Hacker News new | ask | show | jobs
by asab 2040 days ago
Anki was my introduction to spaced repetition and started me down a learning journey that I'm very happy to be taking. That said, Anki didn't end up sticking as the way I do spaced repetition - but it took me a long time to be able to articulate why. These days I am using Roam along with roam-toolkit. Having tried it this way, my biggest realization is that facts are memorable when they have many visceral associations. A corollary of this is that, to remember well, I should practice making lots of different connections between the things I know. Now when I do spaced repetition, I annotate things as I go, forming new connections and associations, then putting them in my knowledge graph forever (forever, knock on wood).
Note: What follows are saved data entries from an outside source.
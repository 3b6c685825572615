//! Glob matching for cache keys.
//!
//! Patterns support `*` as a wildcard matching any run of characters,
//! including the empty one. Every other character matches itself.

/// Checks if a cache key matches a glob pattern.
///
/// # Examples
///
/// ```
/// use pizzeria_core::cache::pattern_matches;
///
/// assert!(pattern_matches("product:*", "product:42"));
/// assert!(pattern_matches("product", "product"));
///
/// // The collection key is not an item key.
/// assert!(!pattern_matches("product:*", "product"));
/// ```
pub fn pattern_matches(pattern: &str, key: &str) -> bool {
    let mut segments = pattern.split('*');

    // `split` always yields at least one segment.
    let head = segments.next().unwrap_or_default();
    let Some(mut remaining) = key.strip_prefix(head) else {
        return false;
    };

    let rest: Vec<&str> = segments.collect();
    let Some((tail, middle)) = rest.split_last() else {
        // No wildcard at all: exact match.
        return remaining.is_empty();
    };

    for segment in middle.iter().filter(|s| !s.is_empty()) {
        match remaining.find(segment) {
            Some(pos) => remaining = &remaining[pos + segment.len()..],
            None => return false,
        }
    }

    remaining.ends_with(tail)
}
By contrast, Anki feels like I am over-training flash cards in a very siloed and narrow way, such that the skill I learn is closer to "answering flash cards" as opposed to the actual thing I want to be good at.
2 comments

That's exactly my idea of a lifelong learning journey, spaced repetition where you build connections as you gain deeper understanding. I've built Traverse.link to do this natively (ie connected notes with spaced repetition), let me know if you find it helpful
That is an interesting take on Anki.

I always saw Anki as an implementation of spaced repetition. What is your process?

How do you codify connections and associations into spaced repetition?

Here's a concrete example. Some of my spaced repetition is to translate between languages. When I do a translation, if it's different from the canonical answer, I write it in below. Over time I have a list of the different ways I translated, which helps me notice when I repeat mistakes or of what kind.